(Stored data)
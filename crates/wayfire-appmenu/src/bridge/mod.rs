//! IPC bridge to the Wayfire compositor.
//!
//! # Architecture
//!
//! - **protocol**: Message types (Request, WireMessage -> Message/Event/Reply)
//! - **codec**: Little-endian length-prefixed JSON framing for AsyncRead/AsyncWrite
//! - **transport**: Socket discovery and connection

pub mod codec;
pub mod protocol;
pub mod transport;
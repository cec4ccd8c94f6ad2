//! Which menu provider a view exposes.

use serde::Serialize;

use crate::bridge::protocol::ViewProperty;
use crate::registry::PropertyBag;

/// Menu source the surface should display.
///
/// A view exposes at most one provider; when both sets of properties are
/// present the model provider wins.
#[derive(Debug, Clone, Default, PartialEq, Eq, Serialize)]
#[serde(tag = "kind", rename_all = "snake_case")]
pub enum MenuBinding {
    #[default]
    None,

    /// Menu model plus optional action groups, all on `bus_name`.
    Model {
        bus_name: String,
        menu_path: String,
        #[serde(skip_serializing_if = "Option::is_none")]
        app_action_path: Option<String>,
        #[serde(skip_serializing_if = "Option::is_none")]
        win_action_path: Option<String>,
    },

    /// Legacy menu service exported at `object_path`.
    Legacy {
        service_name: String,
        object_path: String,
    },
}

impl MenuBinding {
    pub fn resolve(bag: &PropertyBag) -> Self {
        let owned = |property| bag.get(property).map(str::to_string);

        if let (Some(bus_name), Some(menu_path)) = (
            owned(ViewProperty::GtkShellUniqueBusName),
            owned(ViewProperty::GtkShellMenubarPath),
        ) {
            return Self::Model {
                bus_name,
                menu_path,
                app_action_path: owned(ViewProperty::GtkShellApplicationObjectPath),
                win_action_path: owned(ViewProperty::GtkShellWindowObjectPath),
            };
        }

        if let (Some(service_name), Some(object_path)) = (
            owned(ViewProperty::KdeAppmenuServiceName),
            owned(ViewProperty::KdeAppmenuObjectPath),
        ) {
            return Self::Legacy {
                service_name,
                object_path,
            };
        }

        Self::None
    }

    pub fn is_none(&self) -> bool {
        matches!(self, Self::None)
    }
}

BRIEF
Please find each line in the records above that holds the word "protocol", and copy it.

SOLVED PROBLEM
//! - **protocol**: Message types (Request, WireMessage -> Message/Event/Reply)
pub mod protocol;
use crate::bridge::protocol::ViewProperty;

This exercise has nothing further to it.